Поднявшись с кресла, Гренвилл нервно прошагал к очагу. Там он остановился и, не оборачиваясь к молодым людям, стал смотреть на пламя. Утонув в ночи, Маячная улица стихла за окном, и теперь можно было слышать только потрескивание огня, а иногда — скрип половиц под ногами у слуг. Вот чьи-то шаги приблизились к гостиной, затем раздался тихий стук в дверь. На пороге появилась горничная, несущая поднос с пирожными.
— Простите за вторжение, сэр, — извинилась она. — Но госпожа Лакауэй попросила меня
— Оставьте. И закройте за собой дверь, — резко ответил хозяин, не оборачиваясь и не отрывая взгляда от огня.
Девушка опустила поднос на приставной столик и быстро вышла. Только когда ее шаги стихли в конце коридора, Гренвилл заговорил снова:
— Доктор Сьюэлл спас моему племяннику жизнь. Я обязан ему счастьем своей сестры и отказываюсь верить в то, что он как-либо причастен к этим убийствам. — Профессор повернулся к Норрису: — Вы как никто другой понимаете, что значит быть жертвой слухов. Если верить всем сказкам, которые рассказывают, у вас на голове рога, а на ногах — раздвоенные копыта. Думаете, мне было легко вас защищать? Отстаивать ваше место в колледже? Но я сделал это, потому что не захотел поддаваться злобным сплетням. И скажу вам вот что: чтобы вызвать мои подозрения, нужно сделать нечто более страшное.
— Сэр, — не унимался Венделл, — вы ведь не слышали имена других участников собрания.
Гренвилл обернулся к юноше:
— А вы и за ними шпионили?
— Мы просто обратили внимание на тех, кто приходил па Желудевую улицу и уходил оттуда. Там был еще один джентльмен, который показался мне знакомым. Я шел за ним до дома номер двенадцать на Почтовой площади.
— И?
— Это был господин Уильям Ллойд Гаррисон. Я узнал его, так как прошлым летом слышал его выступление в церкви на Парковой улице.
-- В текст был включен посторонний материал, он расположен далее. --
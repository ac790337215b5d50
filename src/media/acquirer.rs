//! Cache-checked media acquisition.

use super::{MediaBundle, MediaSource, VideoMetadata};
use crate::config::Settings;
use crate::error::{Result, SkribentError};
use crate::store::{NewVideo, SqliteStore};
use std::path::{Path, PathBuf};
use std::sync::Arc;
use std::time::Duration;
use tracing::{info, instrument, warn};
use uuid::Uuid;

/// Acquires a video's metadata, media stream, and native captions.
///
/// Idempotent: a video whose artifact already passed integrity
/// verification is served from disk without re-downloading. Metadata is
/// always re-fetched so engagement counters stay fresh.
pub struct MediaAcquirer {
    source: Arc<dyn MediaSource>,
    store: Arc<SqliteStore>,
    settings: Settings,
}

impl MediaAcquirer {
    pub fn new(source: Arc<dyn MediaSource>, store: Arc<SqliteStore>, settings: Settings) -> Self {
        Self {
            source,
            store,
            settings,
        }
    }

    /// Resolve `video_ref` (URL or bare id) to a verified media bundle,
    /// creating or refreshing the video row along the way.
    #[instrument(skip(self), fields(video_ref = %video_ref))]
    pub async fn acquire(&self, video_ref: &str, keyword_id: Uuid) -> Result<MediaBundle> {
        // Canonical id before any caching decision.
        let youtube_id = self.source.extract_id(video_ref).ok_or_else(|| {
            SkribentError::InvalidInput(format!("Could not parse video reference: {}", video_ref))
        })?;

        let deadline = Duration::from_secs(self.settings.acquisition.timeout_seconds);
        let metadata = tokio::time::timeout(deadline, self.source.fetch_metadata(&youtube_id))
            .await
            .map_err(|_| SkribentError::Timeout(format!("Metadata fetch for {}", youtube_id)))??;

        if metadata.duration_seconds > self.settings.acquisition.max_duration_seconds as i64 {
            return Err(SkribentError::InvalidInput(format!(
                "Video duration ({}s) exceeds maximum ({}s)",
                metadata.duration_seconds, self.settings.acquisition.max_duration_seconds
            )));
        }

        // Upsert refreshes engagement counters on an existing row.
        let video = self.store.insert_or_get_video(new_video(keyword_id, &metadata))?;

        // Cache hit: artifact verified earlier and still on disk.
        if video.media_complete {
            if let Some(path) = video.media_path.as_deref() {
                let media_path = PathBuf::from(path);
                if media_path.exists() {
                    info!("Using cached media artifact for {}", youtube_id);
                    let captions = super::youtube::collect_caption_files(
                        media_path.parent().unwrap_or(Path::new(".")),
                        &youtube_id,
                    );
                    return Ok(MediaBundle {
                        video,
                        media_path,
                        captions,
                    });
                }
                warn!("Cached artifact missing on disk, re-downloading");
            }
            self.store.clear_media_artifact(video.id)?;
        }

        let media_dir = self.settings.media_dir();
        let downloaded = tokio::time::timeout(
            deadline,
            self.source.download(&youtube_id, &media_dir),
        )
        .await
        .map_err(|_| SkribentError::Timeout(format!("Media download for {}", youtube_id)))??;

        // Partial artifacts must never be marked complete.
        if let Err(e) = verify_artifact(
            &downloaded.media_path,
            downloaded.expected_size,
            self.settings.acquisition.size_tolerance,
        ) {
            let _ = std::fs::remove_file(&downloaded.media_path);
            return Err(e);
        }

        self.store.set_media_artifact(
            video.id,
            &downloaded.media_path.to_string_lossy(),
        )?;

        // Reload so callers see media_complete.
        let video = self
            .store
            .get_video(video.id)?
            .ok_or_else(|| SkribentError::Store("Video row vanished after acquisition".into()))?;

        Ok(MediaBundle {
            video,
            media_path: downloaded.media_path,
            captions: downloaded.captions,
        })
    }
}

fn new_video(keyword_id: Uuid, metadata: &VideoMetadata) -> NewVideo {
    NewVideo {
        keyword_id,
        youtube_id: metadata.youtube_id.clone(),
        title: metadata.title.clone(),
        category: metadata.category.clone(),
        url: metadata.url.clone(),
        thumbnail_url: metadata.thumbnail_url.clone(),
        duration_seconds: metadata.duration_seconds,
        views: metadata.views,
        likes: metadata.likes,
        comments: metadata.comments,
        language: metadata.language.clone(),
    }
}

/// Reject empty or truncated artifacts before they can be marked complete.
fn verify_artifact(path: &Path, expected_size: Option<u64>, tolerance: f64) -> Result<()> {
    let actual = std::fs::metadata(path)
        .map_err(|e| SkribentError::PartialDownload(format!("Artifact unreadable: {e}")))?
        .len();

    if actual == 0 {
        return Err(SkribentError::PartialDownload(format!(
            "Artifact {:?} is empty",
            path
        )));
    }

    if let Some(expected) = expected_size {
        let lower = expected as f64 * (1.0 - tolerance);
        if (actual as f64) < lower {
            return Err(SkribentError::PartialDownload(format!(
                "Artifact {:?} is {} bytes, expected ~{}",
                path, actual, expected
            )));
        }
    }

    Ok(())
}
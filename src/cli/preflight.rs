//! Pre-flight checks before expensive operations.
//!
//! Validates that required tools and configuration are available
//! before starting a pipeline run that would otherwise fail midway.

use crate::error::{Result, SkribentError};
use std::process::Command;

/// Run pre-flight checks for a pipeline run.
///
/// Returns Ok(()) if all checks pass, or an error describing what's missing.
pub fn check_pipeline() -> Result<()> {
    check_api_key()?;
    check_tool("yt-dlp")?;
    check_tool("ffmpeg")?;
    check_tool("ffprobe")?;
    Ok(())
}

/// Check if OpenAI API key is configured.
pub fn check_api_key() -> Result<()> {
    match std::env::var("OPENAI_API_KEY") {
        Ok(key) if !key.is_empty() => Ok(()),
        Ok(_) => Err(SkribentError::Config(
            "OPENAI_API_KEY is empty. Set it with: export OPENAI_API_KEY='sk-...'".to_string(),
        )),
        Err(_) => Err(SkribentError::Config(
            "OPENAI_API_KEY not set. Set it with: export OPENAI_API_KEY='sk-...'".to_string(),
        )),
    }
}

/// Check if an external tool is available.
pub fn check_tool(name: &str) -> Result<()> {
    // ffmpeg/ffprobe use -version (single dash), others use --version
    let version_arg = match name {
        "ffmpeg" | "ffprobe" => "-version",
        _ => "--version",
    };
    match Command::new(name).arg(version_arg).output() {
        Ok(output) if output.status.success() => Ok(()),
        Ok(_) => Err(SkribentError::ToolNotFound(format!(
            "{} is installed but not working correctly",
            name
        ))),
        Err(e) if e.kind() == std::io::ErrorKind::NotFound => {
            Err(SkribentError::ToolNotFound(name.to_string()))
        }
        Err(e) => Err(SkribentError::ToolNotFound(format!("{}: {}", name, e))),
    }
}
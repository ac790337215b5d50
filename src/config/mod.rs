//! Configuration management for Skribent.

mod settings;

pub use settings::{
    AcquisitionSettings, AnalysisSettings, CaptionSettings, GeneralSettings, GenerationSettings,
    RetrySettings, Settings, TranscriptionSettings,
};
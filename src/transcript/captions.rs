//! WebVTT caption parsing and the usability policy.
//!
//! Native captions are never assumed trustworthy: the resolver judges
//! language match, coverage and timing gaps before taking the cheap path.

use super::TranscriptSegment;
use crate::config::CaptionSettings;
use tracing::debug;

/// Parse a WebVTT document into timed segments.
///
/// Handles the header, NOTE/STYLE blocks, optional cue identifiers, cue
/// settings after the timestamp line, and strips inline markup tags.
/// Consecutive cues with identical text (common in auto-generated
/// rolling captions) are collapsed into one segment.
pub fn parse_vtt(content: &str) -> Vec<TranscriptSegment> {
    let mut segments: Vec<TranscriptSegment> = Vec::new();
    let mut lines = content.lines();

    while let Some(line) = lines.next() {
        let line = line.trim_start_matches('\u{feff}').trim();

        if line.is_empty() || line.starts_with("WEBVTT") {
            continue;
        }
        if line.starts_with("NOTE") || line.starts_with("STYLE") || line.starts_with("REGION") {
            // Skip the whole block
            for skipped in lines.by_ref() {
                if skipped.trim().is_empty() {
                    break;
                }
            }
            continue;
        }

        // Either a cue identifier followed by a timing line, or the
        // timing line itself.
        let timing_line = if line.contains("-->") {
            line.to_string()
        } else {
            match lines.next() {
                Some(next) if next.contains("-->") => next.trim().to_string(),
                _ => continue,
            }
        };

        let Some((start, end)) = parse_timing_line(&timing_line) else {
            continue;
        };

        let mut text_lines = Vec::new();
        for text_line in lines.by_ref() {
            let text_line = text_line.trim();
            if text_line.is_empty() {
                break;
            }
            let cleaned = strip_markup(text_line);
            if !cleaned.is_empty() {
                text_lines.push(cleaned);
            }
        }

        if text_lines.is_empty() {
            continue;
        }
        let text = text_lines.join(" ");

        // Collapse rolling repeats
        if let Some(last) = segments.last_mut() {
            if last.text == text {
                last.end_seconds = end;
                continue;
            }
        }

        segments.push(TranscriptSegment::new(start, end, text));
    }

    debug!("Parsed {} caption segments", segments.len());
    segments
}

/// Parse "00:00:01.000 --> 00:00:04.000 position:10%" into (start, end).
fn parse_timing_line(line: &str) -> Option<(f64, f64)> {
    let mut parts = line.split("-->");
    let start = parse_timestamp(parts.next()?.trim())?;
    // Cue settings may follow the end timestamp.
    let end_part = parts.next()?.trim();
    let end_str = end_part.split_whitespace().next()?;
    let end = parse_timestamp(end_str)?;
    Some((start, end))
}

/// Parse "HH:MM:SS.mmm" or "MM:SS.mmm" into seconds.
fn parse_timestamp(ts: &str) -> Option<f64> {
    let fields: Vec<&str> = ts.split(':').collect();
    let (h, m, s) = match fields.len() {
        3 => (
            fields[0].parse::<f64>().ok()?,
            fields[1].parse::<f64>().ok()?,
            fields[2].replace(',', ".").parse::<f64>().ok()?,
        ),
        2 => (
            0.0,
            fields[0].parse::<f64>().ok()?,
            fields[1].replace(',', ".").parse::<f64>().ok()?,
        ),
        _ => return None,
    };
    Some(h * 3600.0 + m * 60.0 + s)
}

/// Remove inline VTT/HTML markup such as <c>, <i>, <00:00:01.000>.
fn strip_markup(text: &str) -> String {
    let mut out = String::with_capacity(text.len());
    let mut in_tag = false;
    for ch in text.chars() {
        match ch {
            '<' => in_tag = true,
            '>' => in_tag = false,
            c if !in_tag => out.push(c),
            _ => {}
        }
    }
    out.trim().to_string()
}

/// Judge whether caption segments are usable as a transcript for media of
/// the given duration: coverage fraction must meet the configured minimum
/// and no inter-segment gap may exceed the configured maximum.
pub fn captions_usable(
    segments: &[TranscriptSegment],
    media_duration: f64,
    policy: &CaptionSettings,
) -> bool {
    if segments.is_empty() || media_duration <= 0.0 {
        return false;
    }

    let covered: f64 = segments.iter().map(|s| s.duration().max(0.0)).sum();
    let coverage = (covered / media_duration).min(1.0);
    if coverage < policy.min_coverage {
        debug!(
            "Captions rejected: coverage {:.0}% below minimum {:.0}%",
            coverage * 100.0,
            policy.min_coverage * 100.0
        );
        return false;
    }

    let mut prev_end = 0.0f64;
    for segment in segments {
        if segment.start_seconds - prev_end > policy.max_gap_seconds {
            debug!(
                "Captions rejected: {:.0}s gap at {:.0}s exceeds maximum {:.0}s",
                segment.start_seconds - prev_end,
                prev_end,
                policy.max_gap_seconds
            );
            return false;
        }
        prev_end = prev_end.max(segment.end_seconds);
    }
    if media_duration - prev_end > policy.max_gap_seconds {
        debug!("Captions rejected: trailing gap exceeds maximum");
        return false;
    }

    true
}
— Господин Гаррисон? Аболиционист? Вы полагаете, выступать за отмену рабства — преступно?
— Вовсе нет. Я считаю эту точку зрения весьма благородной. Гренвилл взглянул на Норриса.
— А вы?
— Я полностью согласен с доводами аболиционистов, — заверил Норрис. — Однако о господине Гаррисоне говорят нечто настораживающее. Владелец одной лавки сказал нам…
— Владелец лавки? Вот уж действительно надежный источник!
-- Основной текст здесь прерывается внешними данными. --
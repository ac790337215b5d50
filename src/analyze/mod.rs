//! Content analysis for Skribent.
//!
//! Structures a transcript into sections, key points, and a topic
//! outline for the article generators. Analyzers are side-effect free:
//! repeated analysis of the same transcript is always safe, and
//! persistence is the orchestrator's decision.

mod heuristic;
mod llm;

pub use heuristic::HeuristicAnalyzer;
pub use llm::LlmAnalyzer;

use crate::error::Result;
use crate::store::{TranscriptRecord, VideoRecord};
use async_trait::async_trait;
use serde::{Deserialize, Serialize};

/// One topical section of the analyzed transcript.
#[derive(Debug, Clone, PartialEq, Serialize, Deserialize)]
pub struct ContentSection {
    pub title: String,
    pub content: String,
    /// True when a coverage gap falls inside this section. Generators
    /// must not invent content for the missing stretch.
    #[serde(default)]
    pub has_coverage_gap: bool,
}

/// Structured view of a transcript, ready for article generation.
#[derive(Debug, Clone, PartialEq, Serialize, Deserialize)]
pub struct AnalyzedContent {
    /// Title of the source video.
    pub source_title: String,
    /// Canonical URL of the source video.
    pub source_url: String,
    /// Language of the underlying transcript.
    pub language: String,
    pub sections: Vec<ContentSection>,
    pub key_points: Vec<String>,
    /// Topic outline, one entry per section.
    pub outline: Vec<String>,
}

impl AnalyzedContent {
    /// Total word count across sections.
    pub fn word_count(&self) -> usize {
        self.sections
            .iter()
            .map(|s| s.content.split_whitespace().count())
            .sum()
    }
}

/// Trait for content analyzers.
///
/// Implementations must be deterministic given identical transcript and
/// configuration, and must annotate (never fill in) coverage gaps.
#[async_trait]
pub trait Analyzer: Send + Sync {
    async fn analyze(
        &self,
        video: &VideoRecord,
        transcript: &TranscriptRecord,
    ) -> Result<AnalyzedContent>;
}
— Он сказал, что господин Гаррисон часто появляется на улице поздно вечером и украдкой передвигается по
Маячному холму.
— А ведь я тоже частенько выхожу на улицу поздно вечером, когда во мне нуждаются пациенты. Возможно, кто-то считает, что и я передвигаюсь украдкой.
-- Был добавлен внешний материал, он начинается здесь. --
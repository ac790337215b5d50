//! Transcript resolution for Skribent.
//!
//! Decides between native captions (cheap path) and speech-to-text
//! (expensive path), normalizes timed segments into one contiguous text,
//! and records coverage gaps instead of silently dropping them.

mod captions;
mod resolver;
mod whisper;

pub use captions::{captions_usable, parse_vtt};
pub use resolver::TranscriptResolver;
pub use whisper::WhisperStt;

use crate::error::Result;
use async_trait::async_trait;
use serde::{Deserialize, Serialize};
use std::path::Path;

/// A single timed segment of caption or STT output.
#[derive(Debug, Clone, PartialEq, Serialize, Deserialize)]
pub struct TranscriptSegment {
    /// Start time in seconds.
    pub start_seconds: f64,
    /// End time in seconds.
    pub end_seconds: f64,
    /// Transcribed text content.
    pub text: String,
}

impl TranscriptSegment {
    pub fn new(start_seconds: f64, end_seconds: f64, text: String) -> Self {
        Self {
            start_seconds,
            end_seconds,
            text,
        }
    }

    /// Duration of this segment in seconds.
    pub fn duration(&self) -> f64 {
        self.end_seconds - self.start_seconds
    }
}

/// A time interval with no caption or STT coverage.
#[derive(Debug, Clone, PartialEq, Serialize, Deserialize)]
pub struct CoverageGap {
    pub start_seconds: f64,
    pub end_seconds: f64,
}

impl CoverageGap {
    pub fn duration(&self) -> f64 {
        self.end_seconds - self.start_seconds
    }
}

/// Inline marker prefix injected into the merged text where a coverage
/// gap was recorded, so downstream analysis can see the hole.
pub const GAP_MARKER_PREFIX: &str = "[coverage gap";

/// Render the inline marker for a gap.
pub fn gap_marker(gap: &CoverageGap) -> String {
    format!(
        "{} {}s-{}s]",
        GAP_MARKER_PREFIX, gap.start_seconds as u64, gap.end_seconds as u64
    )
}

/// Segments merged into canonical order plus the gaps found between them.
#[derive(Debug, Clone)]
pub struct MergedTranscript {
    pub segments: Vec<TranscriptSegment>,
    pub gaps: Vec<CoverageGap>,
}

impl MergedTranscript {
    /// The contiguous transcript text, with gap markers inlined at the
    /// positions where coverage is missing.
    pub fn render_text(&self) -> String {
        let mut parts: Vec<String> = Vec::with_capacity(self.segments.len() + self.gaps.len());
        let mut gap_iter = self.gaps.iter().peekable();

        for segment in &self.segments {
            while let Some(gap) = gap_iter.peek() {
                if gap.end_seconds <= segment.start_seconds {
                    parts.push(gap_marker(gap));
                    gap_iter.next();
                } else {
                    break;
                }
            }
            parts.push(segment.text.clone());
        }
        for gap in gap_iter {
            parts.push(gap_marker(gap));
        }

        parts.join(" ")
    }
}

/// Merge caption or STT segments into one time-ordered sequence.
///
/// Segments are sorted by start time ascending; empty and exactly
/// duplicated segments are dropped. Any stretch longer than
/// `gap_threshold` seconds without coverage (including before the first
/// and after the last segment when `total_duration` is known) is
/// recorded as a `CoverageGap`.
pub fn merge_segments(
    segments: Vec<TranscriptSegment>,
    gap_threshold: f64,
    total_duration: Option<f64>,
) -> MergedTranscript {
    let mut segments: Vec<TranscriptSegment> = segments
        .into_iter()
        .filter(|s| !s.text.trim().is_empty() && s.end_seconds > s.start_seconds)
        .collect();

    segments.sort_by(|a, b| {
        a.start_seconds
            .partial_cmp(&b.start_seconds)
            .unwrap_or(std::cmp::Ordering::Equal)
            .then(
                a.end_seconds
                    .partial_cmp(&b.end_seconds)
                    .unwrap_or(std::cmp::Ordering::Equal),
            )
    });

    segments.dedup_by(|a, b| {
        a.start_seconds == b.start_seconds && a.end_seconds == b.end_seconds && a.text == b.text
    });

    let mut gaps = Vec::new();

    if let Some(first) = segments.first() {
        if first.start_seconds > gap_threshold {
            gaps.push(CoverageGap {
                start_seconds: 0.0,
                end_seconds: first.start_seconds,
            });
        }
    }

    let mut covered_until = 0.0f64;
    for segment in &segments {
        if covered_until > 0.0 && segment.start_seconds - covered_until > gap_threshold {
            gaps.push(CoverageGap {
                start_seconds: covered_until,
                end_seconds: segment.start_seconds,
            });
        }
        covered_until = covered_until.max(segment.end_seconds);
    }

    if let Some(duration) = total_duration {
        if duration - covered_until > gap_threshold {
            gaps.push(CoverageGap {
                start_seconds: covered_until,
                end_seconds: duration,
            });
        }
    }

    MergedTranscript { segments, gaps }
}

/// Raw output from a speech-to-text collaborator.
#[derive(Debug, Clone)]
pub struct SttTranscript {
    pub segments: Vec<TranscriptSegment>,
    /// Language the collaborator detected (or echoed from the hint).
    pub language: String,
    /// Mean no-speech probability across segments, when reported.
    pub mean_no_speech_prob: Option<f64>,
}

/// Trait for speech-to-text collaborators.
///
/// Implementations own the audio extraction from the media artifact; the
/// resolver only decides whether to invoke them.
#[async_trait]
pub trait SpeechToText: Send + Sync {
    async fn transcribe(
        &self,
        media_path: &Path,
        language_hint: Option<&str>,
    ) -> Result<SttTranscript>;
}

#[cfg(test)]
mod tests {
    use super::*;

    fn seg(start: f64, end: f64, text: &str) -> TranscriptSegment {
        TranscriptSegment::new(start, end, text.to_string())
    }

    #[test]
    fn test_merge_orders_overlapping_segments() {
        let merged = merge_segments(
            vec![seg(3.0, 8.0, "b"), seg(0.0, 5.0, "a")],
            10.0,
            None,
        );

        assert_eq!(merged.segments.len(), 2);
        assert_eq!(merged.segments[0].text, "a");
        assert_eq!(merged.segments[1].text, "b");
        assert!(merged.gaps.is_empty());
        assert_eq!(merged.render_text(), "a b");
    }

    #[test]
    fn test_merge_drops_exact_duplicates_and_empties() {
        let merged = merge_segments(
            vec![
                seg(0.0, 5.0, "a"),
                seg(0.0, 5.0, "a"),
                seg(5.0, 6.0, "   "),
                seg(6.0, 6.0, "zero length"),
                seg(6.0, 9.0, "b"),
            ],
            10.0,
            None,
        );

        assert_eq!(merged.segments.len(), 2);
        assert_eq!(merged.render_text(), "a b");
    }

    #[test]
    fn test_merge_records_interior_gap() {
        let merged = merge_segments(
            vec![seg(0.0, 10.0, "intro"), seg(55.0, 60.0, "outro")],
            10.0,
            Some(60.0),
        );

        assert_eq!(merged.gaps.len(), 1);
        assert_eq!(merged.gaps[0].start_seconds, 10.0);
        assert_eq!(merged.gaps[0].end_seconds, 55.0);

        let text = merged.render_text();
        assert!(text.contains("intro"));
        assert!(text.contains(GAP_MARKER_PREFIX));
        assert!(text.contains("outro"));
        // Marker sits between the two segments.
        assert!(text.find("intro").unwrap() < text.find(GAP_MARKER_PREFIX).unwrap());
        assert!(text.find(GAP_MARKER_PREFIX).unwrap() < text.find("outro").unwrap());
    }

    #[test]
    fn test_merge_records_leading_and_trailing_gaps() {
        let merged = merge_segments(vec![seg(30.0, 40.0, "middle")], 10.0, Some(100.0));

        assert_eq!(merged.gaps.len(), 2);
        assert_eq!(merged.gaps[0].start_seconds, 0.0);
        assert_eq!(merged.gaps[1].end_seconds, 100.0);
    }

    #[test]
    fn test_merge_small_gaps_not_recorded() {
        let merged = merge_segments(
            vec![seg(0.0, 10.0, "a"), seg(14.0, 20.0, "b")],
            10.0,
            Some(21.0),
        );
        assert!(merged.gaps.is_empty());
    }
}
— Но господин Гаррисон не врач. По какой причине он выходит на улицу в такое позднее время? Похоже, на
Желудевую улицу нечасто заглядывают обитатели ближайших кварталов. Говорят, по ночам оттуда доносится зловещее пение, а в прошлом месяце там на мостовой обнаружили кровавые пятна. Все это глубоко взволновало окрестных жителей, однако, когда те пожаловались Ночной страже, констебль Лайонс воздержался от дознания.
Что особенно странно, он отдал Ночной страже приказ и вовсе избегать Желудевой улицы.
— Кто вам это рассказал?
— Владелец лавки.
— Господин Маршалл, подумайте о том, кому вы верите.
— Мы бы сомневались гораздо больше, — вмешался Венделл, — однако из дома вышел еще один очень знакомый человек. Сам констебль Лайонс.
Впервые за всю беседу потрясенный доктор Гренвилл замолчал. Он изумленно уставился на молодых людей.
— Этому дому и тому, что в нем происходит, покровительствуют очень влиятельные люди, — заметил Норрис.